Common RSA complaint themes

  • Property damage valuation disputes (home or commercial premises).
  • Business interruption claim disagreements over calculation method.
  • Policy exclusion disputes regarding coverage scope.
  • Motor claim liability or total loss valuation issues.
  • Delay by loss adjusters or contractors.
  • Premium or renewal pricing disputes.

Focus on the specific contractual or calculation issue rather than general dissatisfaction with the process.

Evidence to include

  • Policy number and claim reference.
  • Full policy schedule and relevant endorsement wording.
  • Independent valuations or contractor quotes.
  • Loss adjuster reports and correspondence.
  • Financial calculations (particularly for business interruption).
  • Timeline of communications with dates and reference numbers.

Present events chronologically and clearly distinguish between factual dispute (what happened) and financial dispute (what amount is owed).

How to frame your requested outcome

  • If disputing valuation, provide independent market evidence and calculate the shortfall.
  • If challenging business interruption calculations, explain the methodology you believe is correct.
  • If a claim was rejected, reference the exact policy clause and explain why coverage applies.
  • If delays caused additional financial loss, quantify that loss clearly.
  • State the exact financial amount requested and how calculated.
  • Request written confirmation once corrections are made.

Regulatory timeframes and escalation

Response window: RSA has up to 8 weeks to issue a formal Final Response.

If you disagree with the Final Response — or 8 weeks pass without satisfactory resolution — you may escalate to the Financial Ombudsman Service (FOS) (for eligible personal policyholders and certain small businesses).

Larger commercial disputes may require legal advice where Ombudsman jurisdiction does not apply.

Practical drafting tips

  • Keep the tone structured and professional.
  • Quote policy wording precisely rather than paraphrasing.
  • Use bullet points for dates, financial amounts, and calculation steps.
  • Separate valuation evidence from policy interpretation arguments.
  • Retain copies of all documentation submitted.

A concise, well-supported complaint materially increases the probability of claim reassessment or fair settlement in regulated insurance disputes.

RSA Insurance complaint FAQs

How long should I give RSA Insurance to respond?
Allow up to 8 weeks for a final response before considering escalation (typical UK complaints timeframe).
What should I attach as evidence?
Include receipts/statements, reference numbers, screenshots/photos where relevant, and copies of prior correspondence.
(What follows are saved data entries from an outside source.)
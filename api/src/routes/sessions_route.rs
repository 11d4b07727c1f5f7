//! DELETE /sessions/{user_id}: silently drops a conversation.

use std::sync::Arc;

use axum::extract::{Path, State};
use serde::Serialize;
use tracing::info;

use crate::app::{app_state::AppState, http::response_envelope::ApiResponse};

#[derive(Debug, Serialize)]
pub struct SessionDeleted {
    /// False when the user had no session.
    pub removed: bool,
}

pub async fn delete_session(
    State(state): State<Arc<AppState>>,
    Path(user_id): Path<String>,
) -> ApiResponse<SessionDeleted> {
    let removed = state.engine.forget(&user_id).await;
    info!(user_id = %user_id, removed, "session delete requested");
    ApiResponse::success(SessionDeleted { removed })
}
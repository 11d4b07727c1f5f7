pub mod hashing_service;
pub mod ollama_service;
pub mod open_ai_service;
//! Thin Ollama client for embeddings.
//!
//! `POST {endpoint}/api/embeddings` with `{ model, prompt }`, answered by
//! `{ embedding: number[] }`.
//!
//! # Examples
//!
//! ```no_run
//! use embedding_service::{EmbeddingModelConfig, EmbeddingProvider};
//! use embedding_service::services::ollama_service::OllamaService;
//!
//! # #[tokio::main]
//! # async fn main() -> Result<(), Box<dyn std::error::Error>> {
//! let cfg = EmbeddingModelConfig {
//!     provider: EmbeddingProvider::Ollama,
//!     model: "all-minilm".into(),
//!     endpoint: "http://localhost:11434".into(),
//!     api_key: None,
//!     dim: Some(384),
//!     timeout_secs: Some(30),
//! };
//! let svc = OllamaService::new(cfg)?;
//! let vec = svc.embeddings("la impresora no imprime").await?;
//! println!("dim = {}", vec.len());
//! # Ok(()) }
//! ```

use std::time::{Duration, Instant};

use serde::{Deserialize, Serialize};
use tracing::{debug, error, instrument};

use crate::{
    config::{embedding_model_config::EmbeddingModelConfig, embedding_provider::EmbeddingProvider},
    error_handler::{EmbeddingError, HttpError, ProviderError, ProviderErrorKind, make_snippet},
};

/// Ollama embeddings client. Reuses one HTTP client with the configured timeout.
#[derive(Debug)]
pub struct OllamaService {
    client: reqwest::Client,
    cfg: EmbeddingModelConfig,
    url_embeddings: String,
}

impl OllamaService {
    /// Creates a new client.
    ///
    /// # Errors
    /// - [`ProviderErrorKind::InvalidProvider`] if `cfg.provider` is not Ollama
    /// - [`ProviderErrorKind::InvalidEndpoint`] if the endpoint lacks http/https
    /// - [`EmbeddingError::HttpTransport`] if the HTTP client cannot be built
    pub fn new(cfg: EmbeddingModelConfig) -> Result<Self, EmbeddingError> {
        if cfg.provider != EmbeddingProvider::Ollama {
            return Err(
                ProviderError::new(EmbeddingProvider::Ollama, ProviderErrorKind::InvalidProvider)
                    .into(),
            );
        }

        let endpoint = cfg.endpoint.trim();
        if endpoint.is_empty()
            || !(endpoint.starts_with("http://") || endpoint.starts_with("https://"))
        {
            return Err(ProviderError::new(
                EmbeddingProvider::Ollama,
                ProviderErrorKind::InvalidEndpoint(cfg.endpoint.clone()),
            )
            .into());
        }

        let timeout = cfg
            .timeout_secs
            .map(Duration::from_secs)
            .unwrap_or_else(|| Duration::from_secs(30));

        let client = reqwest::Client::builder().timeout(timeout).build()?;
        let url_embeddings = format!("{}/api/embeddings", endpoint.trim_end_matches('/'));

        Ok(Self {
            client,
            cfg,
            url_embeddings,
        })
    }

    /// Retrieves one embedding via `/api/embeddings`.
    ///
    /// # Errors
    /// - [`ProviderErrorKind::HttpStatus`] for non-2xx responses
    /// - [`ProviderErrorKind::Decode`] if the body cannot be parsed
    /// - [`ProviderErrorKind::DimensionMismatch`] if `cfg.dim` is set and differs
    #[instrument(skip_all, fields(model = %self.cfg.model, input_len = input.len()))]
    pub async fn embeddings(&self, input: &str) -> Result<Vec<f32>, EmbeddingError> {
        let started = Instant::now();
        let body = EmbeddingsRequest {
            model: &self.cfg.model,
            prompt: input,
        };

        debug!("POST {}", self.url_embeddings);
        let resp = self
            .client
            .post(&self.url_embeddings)
            .json(&body)
            .send()
            .await?;

        if !resp.status().is_success() {
            let status = resp.status();
            let url = self.url_embeddings.clone();
            let text = resp.text().await.unwrap_or_default();
            let snippet = make_snippet(&text);

            error!(
                %status,
                %url,
                %snippet,
                latency_ms = started.elapsed().as_millis(),
                "Ollama /api/embeddings returned non-success status"
            );

            return Err(ProviderError::new(
                EmbeddingProvider::Ollama,
                ProviderErrorKind::HttpStatus(HttpError {
                    status,
                    url,
                    snippet,
                }),
            )
            .into());
        }

        let out: EmbeddingsResponse = resp.json().await.map_err(|e| {
            ProviderError::new(
                EmbeddingProvider::Ollama,
                ProviderErrorKind::Decode(format!(
                    "serde error: {e}; expected `{{ embedding: number[] }}`"
                )),
            )
        })?;

        if let Some(want) = self.cfg.dim {
            if out.embedding.len() != want {
                return Err(ProviderError::new(
                    EmbeddingProvider::Ollama,
                    ProviderErrorKind::DimensionMismatch {
                        got: out.embedding.len(),
                        want,
                    },
                )
                .into());
            }
        }

        debug!(
            dim = out.embedding.len(),
            latency_ms = started.elapsed().as_millis(),
            "embedding received"
        );
        Ok(out.embedding)
    }

    pub fn config(&self) -> &EmbeddingModelConfig {
        &self.cfg
    }
}

/// Request body for `/api/embeddings`.
#[derive(Debug, Serialize)]
struct EmbeddingsRequest<'a> {
    model: &'a str,
    prompt: &'a str,
}

/// Response body for `/api/embeddings`.
#[derive(Debug, Deserialize)]
struct EmbeddingsResponse {
    embedding: Vec<f32>,
}
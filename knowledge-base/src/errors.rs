//! Unified error types for the crate.

use embedding_service::EmbeddingError;
use thiserror::Error;

/// Top-level error for knowledge-base operations.
#[derive(Debug, Error)]
pub enum KbError {
    /// Embedding backend failed.
    #[error("embedding error: {0}")]
    Embedding(#[from] EmbeddingError),

    /// I/O error while reading a corpus file.
    #[error("io error: {0}")]
    Io(#[from] std::io::Error),

    /// Corpus JSON could not be parsed.
    #[error("parse error: {0}")]
    Parse(#[from] serde_json::Error),

    /// Invalid configuration or corpus content.
    #[error("config error: {0}")]
    Config(String),

    /// Document vectors do not share one dimensionality.
    #[error("vector size mismatch: got {got}, want {want}")]
    VectorSizeMismatch { got: usize, want: usize },
}

pub type Result<T> = std::result::Result<T, KbError>;
//! Helpdesk conversation flow.
//!
//! - [`ConversationEngine`]: one message in, replies and the new state out.
//! - [`SessionStore`]: per-user sessions, each behind its own lock.
//! - [`TicketSink`]: where finished tickets go ([`CsvTicketStore`] in production).
//! - [`replies`]: user-facing copy.

mod command;
mod engine;
mod errors;
pub mod replies;
mod session;
mod state;
mod ticket;
pub mod validation;

pub use command::Command;
pub use engine::{ConversationEngine, Reply, Transition};
pub use errors::{FlowError, Result, TicketStoreError};
pub use session::{Session, SessionFields, SessionHandle, SessionStore};
pub use state::ConversationState;
pub use ticket::{CSV_HEADER, CsvTicketStore, InMemoryTicketStore, Ticket, TicketSink};
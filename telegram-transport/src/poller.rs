//! Long-polling loop.
//!
//! Each batch is grouped by user; users are served concurrently while one
//! user's messages are handled strictly in arrival order. The offset only
//! advances past a batch once every message in it has been processed.

use std::{
    collections::HashMap,
    sync::{Arc, OnceLock},
    time::Duration,
};

use helpdesk_flow::{Command, ConversationEngine};
use tokio::task::JoinSet;
use tracing::{debug, error, info, instrument, warn};

use crate::{
    client::TelegramClient,
    errors::{Result, TelegramError},
    types::Update,
};

const INITIAL_BACKOFF: Duration = Duration::from_secs(1);
const MAX_BACKOFF: Duration = Duration::from_secs(30);

/// Sent when the engine fails to finish a step (ticket not stored).
pub const TRANSIENT_FAILURE_REPLY: &str =
    "⚠️ No pude guardar tu ticket en este momento. Envía la prioridad de nuevo para reintentar.";

pub struct Poller {
    client: TelegramClient,
    engine: Arc<ConversationEngine>,
    /// Filled from `getMe`; commands naming another bot are skipped.
    bot_username: OnceLock<String>,
}

struct Inbound {
    chat_id: i64,
    text: String,
}

impl Poller {
    pub fn new(client: TelegramClient, engine: Arc<ConversationEngine>) -> Self {
        Self {
            client,
            engine,
            bot_username: OnceLock::new(),
        }
    }

    /// Presets the username `run` would learn from `getMe`.
    pub fn with_bot_username(self, username: impl Into<String>) -> Self {
        let _ = self.bot_username.set(username.into());
        self
    }

    /// Polls until a fatal error (bad token, bad base URL).
    ///
    /// Transient failures back off exponentially up to 30s, or for the
    /// `retry_after` the API asks for.
    pub async fn run(&self) -> Result<()> {
        let me = self.client.get_me().await?;
        if let Some(name) = &me.username {
            let _ = self.bot_username.set(name.clone());
        }
        info!(
            bot = me.username.as_deref().unwrap_or(&me.first_name),
            "telegram polling started"
        );

        let mut offset = None;
        let mut backoff = INITIAL_BACKOFF;

        loop {
            match self.poll_once(offset).await {
                Ok(next) => {
                    offset = next;
                    backoff = INITIAL_BACKOFF;
                }
                Err(e) if e.is_fatal() => {
                    error!(error = %e, "telegram polling stopped");
                    return Err(e);
                }
                Err(e) => {
                    let wait = match &e {
                        TelegramError::RateLimited {
                            retry_after_secs: Some(secs),
                        } => Duration::from_secs(*secs),
                        _ => backoff,
                    };
                    warn!(error = %e, wait_secs = wait.as_secs(), "getUpdates failed; retrying");
                    tokio::time::sleep(wait).await;
                    backoff = (backoff * 2).min(MAX_BACKOFF);
                }
            }
        }
    }

    /// One `getUpdates` round; returns the offset for the next call.
    #[instrument(skip_all, fields(offset = ?offset))]
    pub async fn poll_once(&self, offset: Option<i64>) -> Result<Option<i64>> {
        let timeout = self.client.config().poll_timeout_secs;
        let updates = self.client.get_updates(offset, timeout).await?;
        let next = next_offset(offset, &updates);

        let mut by_user: HashMap<String, Vec<Inbound>> = HashMap::new();
        let mut order: Vec<String> = Vec::new();
        for update in &updates {
            let Some((msg, text)) = update.text_message() else {
                debug!(update_id = update.update_id, "non-text update skipped");
                continue;
            };
            if self.addressed_elsewhere(text) {
                debug!(update_id = update.update_id, "command for another bot skipped");
                continue;
            }
            let key = msg.user_key();
            if !by_user.contains_key(&key) {
                order.push(key.clone());
            }
            by_user.entry(key).or_default().push(Inbound {
                chat_id: msg.chat.id,
                text: text.to_string(),
            });
        }

        let mut tasks = JoinSet::new();
        for key in order {
            let Some(inbound) = by_user.remove(&key) else {
                continue;
            };
            let client = self.client.clone();
            let engine = Arc::clone(&self.engine);
            tasks.spawn(async move {
                for msg in inbound {
                    dispatch(&client, &engine, &key, msg).await;
                }
            });
        }
        while let Some(joined) = tasks.join_next().await {
            if let Err(e) = joined {
                error!(error = %e, "update task panicked");
            }
        }

        Ok(next)
    }

    fn addressed_elsewhere(&self, text: &str) -> bool {
        match (Command::addressee(text), self.bot_username.get()) {
            (Some(to), Some(me)) => !to.eq_ignore_ascii_case(me),
            _ => false,
        }
    }
}

/// Highest `update_id + 1`, or the previous offset for an empty batch.
fn next_offset(current: Option<i64>, updates: &[Update]) -> Option<i64> {
    updates
        .iter()
        .map(|u| u.update_id + 1)
        .max()
        .map_or(current, |n| Some(current.map_or(n, |c| c.max(n))))
}

async fn dispatch(client: &TelegramClient, engine: &ConversationEngine, user: &str, msg: Inbound) {
    let replies = match engine.handle(user, &msg.text).await {
        Ok(reply) => reply.replies,
        Err(e) => {
            error!(user, error = %e, "conversation step failed");
            vec![TRANSIENT_FAILURE_REPLY.to_string()]
        }
    };

    for text in replies {
        if let Err(e) = client.send_text(msg.chat_id, &text).await {
            warn!(user, chat_id = msg.chat_id, error = %e, "sendMessage failed");
        }
    }
}

#[cfg(test)]
mod tests {
    use super::*;

    fn updates(ids: &[i64]) -> Vec<Update> {
        ids.iter()
            .map(|&update_id| Update {
                update_id,
                message: None,
            })
            .collect()
    }

    #[test]
    fn offset_advances_past_highest_update() {
        assert_eq!(next_offset(None, &updates(&[5, 3, 4])), Some(6));
        assert_eq!(next_offset(Some(6), &updates(&[])), Some(6));
        assert_eq!(next_offset(None, &updates(&[])), None);
        assert_eq!(next_offset(Some(10), &updates(&[7])), Some(10));
    }
}
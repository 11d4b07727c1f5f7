use crate::config::embedding_provider::EmbeddingProvider;

/// Configuration for one embedding backend.
///
/// # Fields
///
/// - `provider`: which backend to call.
/// - `model`: model identifier (e.g. `"all-minilm"`, `"text-embedding-3-small"`).
/// - `endpoint`: base URL of the backend; empty for [`EmbeddingProvider::Hashing`].
/// - `api_key`: bearer token for providers that need one.
/// - `dim`: expected vector size; responses of a different size are rejected.
/// - `timeout_secs`: request timeout.
///
/// # Examples
///
/// ```
/// use embedding_service::{EmbeddingModelConfig, EmbeddingProvider};
///
/// let cfg = EmbeddingModelConfig {
///     provider: EmbeddingProvider::Ollama,
///     model: "all-minilm".to_string(),
///     endpoint: "http://localhost:11434".to_string(),
///     api_key: None,
///     dim: Some(384),
///     timeout_secs: Some(30),
/// };
/// assert!(cfg.validate().is_ok());
/// ```
#[derive(Debug, Clone, PartialEq)]
pub struct EmbeddingModelConfig {
    pub provider: EmbeddingProvider,
    pub model: String,
    pub endpoint: String,
    pub api_key: Option<String>,
    pub dim: Option<usize>,
    pub timeout_secs: Option<u64>,
}

impl EmbeddingModelConfig {
    /// Offline hashing backend with `dim` buckets.
    pub fn hashing(dim: usize) -> Self {
        Self {
            provider: EmbeddingProvider::Hashing,
            model: format!("hashing-{dim}"),
            endpoint: String::new(),
            api_key: None,
            dim: Some(dim),
            timeout_secs: None,
        }
    }

    /// Checks the fields each provider relies on.
    pub fn validate(&self) -> crate::Result<()> {
        use crate::error_handler::{ConfigError, validate_http_endpoint};

        if self.model.trim().is_empty() {
            return Err(ConfigError::EmptyModel.into());
        }
        match self.provider {
            EmbeddingProvider::Hashing => match self.dim {
                Some(d) if d > 0 => Ok(()),
                _ => Err(ConfigError::OutOfRange {
                    field: "dim",
                    detail: "hashing backend needs dim > 0",
                }
                .into()),
            },
            EmbeddingProvider::Ollama => validate_http_endpoint("OLLAMA_URL", &self.endpoint),
            EmbeddingProvider::OpenAI => {
                validate_http_endpoint("OPENAI_URL", &self.endpoint)?;
                match self.api_key.as_deref() {
                    Some(k) if !k.trim().is_empty() => Ok(()),
                    _ => Err(ConfigError::MissingVar("OPENAI_API_KEY").into()),
                }
            }
        }
    }
}

#[cfg(test)]
mod tests {
    use super::*;

    #[test]
    fn hashing_requires_positive_dim() {
        assert!(EmbeddingModelConfig::hashing(64).validate().is_ok());
        assert!(EmbeddingModelConfig::hashing(0).validate().is_err());
    }

    #[test]
    fn openai_requires_key() {
        let cfg = EmbeddingModelConfig {
            provider: EmbeddingProvider::OpenAI,
            model: "text-embedding-3-small".into(),
            endpoint: "https://api.openai.com".into(),
            api_key: None,
            dim: None,
            timeout_secs: None,
        };
        assert!(cfg.validate().is_err());
    }
}
//! Input checks used by the conversation steps.

use std::sync::LazyLock;

use regex::Regex;

static EMAIL_RE: LazyLock<Option<Regex>> =
    LazyLock::new(|| Regex::new(r"^[^@\s]+@[^@\s]+\.[^@\s]+$").ok());

/// Loose address check: something, `@`, something, `.`, something.
pub fn is_valid_email(input: &str) -> bool {
    let trimmed = input.trim();
    EMAIL_RE.as_ref().is_some_and(|re| re.is_match(trimmed))
}

/// Answer to a yes/no prompt.
#[derive(Debug, Clone, Copy, PartialEq, Eq)]
pub enum YesNo {
    Yes,
    No,
}

/// Exact `si` / `no` after trimming and lower-casing; anything else is `None`.
pub fn parse_yes_no(input: &str) -> Option<YesNo> {
    match input.trim().to_lowercase().as_str() {
        "si" => Some(YesNo::Yes),
        "no" => Some(YesNo::No),
        _ => None,
    }
}

/// Connection medium named in free text.
#[derive(Debug, Clone, Copy, PartialEq, Eq)]
pub enum ConnectionKind {
    Cable,
    Wifi,
}

/// Substring check; "cable" wins when both appear.
pub fn parse_connection_kind(input: &str) -> Option<ConnectionKind> {
    let normalized = input.trim().to_lowercase();
    if normalized.contains("cable") {
        Some(ConnectionKind::Cable)
    } else if normalized.contains("wifi") {
        Some(ConnectionKind::Wifi)
    } else {
        None
    }
}
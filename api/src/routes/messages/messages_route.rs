//! POST /messages: feeds one user message to the conversation engine.

use std::sync::Arc;

use axum::{Json, extract::State};
use tracing::info;

use crate::{
    app::{app_state::AppState, http::response_envelope::ApiResponse},
    error_handler::{AppError, AppResult},
    routes::messages::message_request::{MessageRequest, MessageResponse},
};

/// Handler: POST /messages
///
/// # Example
/// ```bash
/// curl -X POST http://127.0.0.1:8080/messages \
///   -H 'content-type: application/json' \
///   -d '{"user_id":"42","text":"/start"}'
/// ```
pub async fn post_message(
    State(state): State<Arc<AppState>>,
    Json(body): Json<MessageRequest>,
) -> AppResult<ApiResponse<MessageResponse>> {
    let user_id = body.user_id.trim();
    if user_id.is_empty() {
        return Err(AppError::BadRequest("user_id must not be empty".into()));
    }

    let reply = state.engine.handle(user_id, &body.text).await?;
    info!(
        user_id,
        replies = reply.replies.len(),
        state = ?reply.state,
        "message handled"
    );

    Ok(ApiResponse::success(MessageResponse {
        replies: reply.replies,
        state: reply.state,
    }))
}
use crate::{errors::KbError, similarity::cosine};
use std::{future::Future, pin::Pin};

/// Provider interface for embedding generation and vector comparison.
///
/// Implement this trait to plug in another backend, or a fixed table of
/// vectors in tests. `similarity` defaults to cosine.
pub trait EmbeddingsProvider: Send + Sync {
    /// Async embedding function.
    fn embed<'a>(
        &'a self,
        text: &'a str,
    ) -> Pin<Box<dyn Future<Output = Result<Vec<f32>, KbError>> + Send + 'a>>;

    /// Similarity score between two vectors; higher is closer.
    fn similarity(&self, a: &[f32], b: &[f32]) -> f32 {
        cosine(a, b)
    }
}

pub mod service_embedder;
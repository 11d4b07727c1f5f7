//! OpenAI-compatible embeddings client.
//!
//! `POST {endpoint}/v1/embeddings` with bearer auth; the vector is read from
//! `data[0].embedding`.
//!
//! Constructor validation:
//! - `cfg.provider` must be `EmbeddingProvider::OpenAI`
//! - `cfg.api_key` must be present
//! - `cfg.endpoint` must start with http:// or https://

use std::time::{Duration, Instant};

use reqwest::header;
use serde::{Deserialize, Serialize};
use tracing::{debug, error, info, instrument};

use crate::{
    config::{embedding_model_config::EmbeddingModelConfig, embedding_provider::EmbeddingProvider},
    error_handler::{EmbeddingError, HttpError, ProviderError, ProviderErrorKind, make_snippet},
};

#[derive(Debug)]
pub struct OpenAiService {
    client: reqwest::Client,
    cfg: EmbeddingModelConfig,
    url_embeddings: String,
}

impl OpenAiService {
    pub fn new(cfg: EmbeddingModelConfig) -> Result<Self, EmbeddingError> {
        if cfg.provider != EmbeddingProvider::OpenAI {
            return Err(
                ProviderError::new(EmbeddingProvider::OpenAI, ProviderErrorKind::InvalidProvider)
                    .into(),
            );
        }

        let api_key = cfg.api_key.clone().ok_or_else(|| {
            ProviderError::new(EmbeddingProvider::OpenAI, ProviderErrorKind::MissingApiKey)
        })?;

        let endpoint = cfg.endpoint.trim();
        if endpoint.is_empty()
            || !(endpoint.starts_with("http://") || endpoint.starts_with("https://"))
        {
            return Err(ProviderError::new(
                EmbeddingProvider::OpenAI,
                ProviderErrorKind::InvalidEndpoint(cfg.endpoint.clone()),
            )
            .into());
        }

        let timeout = cfg
            .timeout_secs
            .map(Duration::from_secs)
            .unwrap_or_else(|| Duration::from_secs(30));

        let mut headers = header::HeaderMap::new();
        headers.insert(
            header::AUTHORIZATION,
            header::HeaderValue::from_str(&format!("Bearer {api_key}")).map_err(|e| {
                ProviderError::new(
                    EmbeddingProvider::OpenAI,
                    ProviderErrorKind::Decode(format!("invalid API key header: {e}")),
                )
            })?,
        );
        headers.insert(
            header::CONTENT_TYPE,
            header::HeaderValue::from_static("application/json"),
        );

        let client = reqwest::Client::builder()
            .timeout(timeout)
            .default_headers(headers)
            .build()?;

        let url_embeddings = format!("{}/v1/embeddings", endpoint.trim_end_matches('/'));

        info!(
            model = %cfg.model,
            endpoint = %cfg.endpoint,
            timeout_secs = timeout.as_secs(),
            "OpenAiService initialized"
        );

        Ok(Self {
            client,
            cfg,
            url_embeddings,
        })
    }

    #[instrument(skip_all, fields(model = %self.cfg.model, input_len = input.len()))]
    pub async fn embeddings(&self, input: &str) -> Result<Vec<f32>, EmbeddingError> {
        let started = Instant::now();
        let body = EmbeddingsRequest {
            model: &self.cfg.model,
            input,
        };

        debug!("POST {}", self.url_embeddings);
        let resp = self
            .client
            .post(&self.url_embeddings)
            .json(&body)
            .send()
            .await?;

        if !resp.status().is_success() {
            let status = resp.status();
            let url = self.url_embeddings.clone();
            let text = resp.text().await.unwrap_or_default();
            let snippet = make_snippet(&text);

            error!(
                %status,
                %url,
                %snippet,
                latency_ms = started.elapsed().as_millis(),
                "OpenAI /v1/embeddings returned non-success status"
            );

            return Err(ProviderError::new(
                EmbeddingProvider::OpenAI,
                ProviderErrorKind::HttpStatus(HttpError {
                    status,
                    url,
                    snippet,
                }),
            )
            .into());
        }

        let out: EmbeddingsResponse = resp.json().await.map_err(|e| {
            ProviderError::new(
                EmbeddingProvider::OpenAI,
                ProviderErrorKind::Decode(format!(
                    "serde error: {e}; expected `data[0].embedding`"
                )),
            )
        })?;

        let first = out.data.into_iter().next().ok_or_else(|| {
            ProviderError::new(
                EmbeddingProvider::OpenAI,
                ProviderErrorKind::Decode("empty `data` in embeddings response".into()),
            )
        })?;

        if let Some(want) = self.cfg.dim {
            if first.embedding.len() != want {
                return Err(ProviderError::new(
                    EmbeddingProvider::OpenAI,
                    ProviderErrorKind::DimensionMismatch {
                        got: first.embedding.len(),
                        want,
                    },
                )
                .into());
            }
        }

        debug!(
            dim = first.embedding.len(),
            latency_ms = started.elapsed().as_millis(),
            "embeddings completed"
        );

        Ok(first.embedding)
    }

    pub fn config(&self) -> &EmbeddingModelConfig {
        &self.cfg
    }
}

/// Request body for `/v1/embeddings`.
#[derive(Debug, Serialize)]
struct EmbeddingsRequest<'a> {
    model: &'a str,
    input: &'a str,
}

/// Response body for `/v1/embeddings`.
#[derive(Debug, Deserialize)]
struct EmbeddingsResponse {
    data: Vec<EmbeddingItem>,
}

#[derive(Debug, Deserialize)]
struct EmbeddingItem {
    embedding: Vec<f32>,
}

#[cfg(test)]
mod tests {
    use super::*;

    #[test]
    fn requires_api_key() {
        let cfg = EmbeddingModelConfig {
            provider: EmbeddingProvider::OpenAI,
            model: "text-embedding-3-small".into(),
            endpoint: "https://api.openai.com".into(),
            api_key: None,
            dim: None,
            timeout_secs: None,
        };
        let err = OpenAiService::new(cfg).unwrap_err();
        assert!(err.to_string().contains("missing API key"));
    }

    #[test]
    fn decodes_first_embedding() {
        let raw = r#"{"data":[{"embedding":[0.1,0.2]},{"embedding":[9.0]}]}"#;
        let out: EmbeddingsResponse = serde_json::from_str(raw).unwrap();
        assert_eq!(out.data[0].embedding, vec![0.1, 0.2]);
    }
}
Only attach what directly supports your key points.
What if they do not reply or refuse to resolve it?
If you reach deadlock or the issue remains unresolved after a reasonable period, consider escalation via: Financial Ombudsman Service (FOS) for eligible UK consumer complaints. You can also consider payment-provider routes (e.g., chargeback) where appropriate.
How do I structure a complaint about: Claim delay?
State the facts (dates, references), the impact, what you have already tried, and the remedy you want. Keep it limited to the single issue and ask for a written response.
How do I structure a complaint about: Claim rejection?
State the facts (dates, references), the impact, what you have already tried, and the remedy you want. Keep it limited to the single issue and ask for a written response.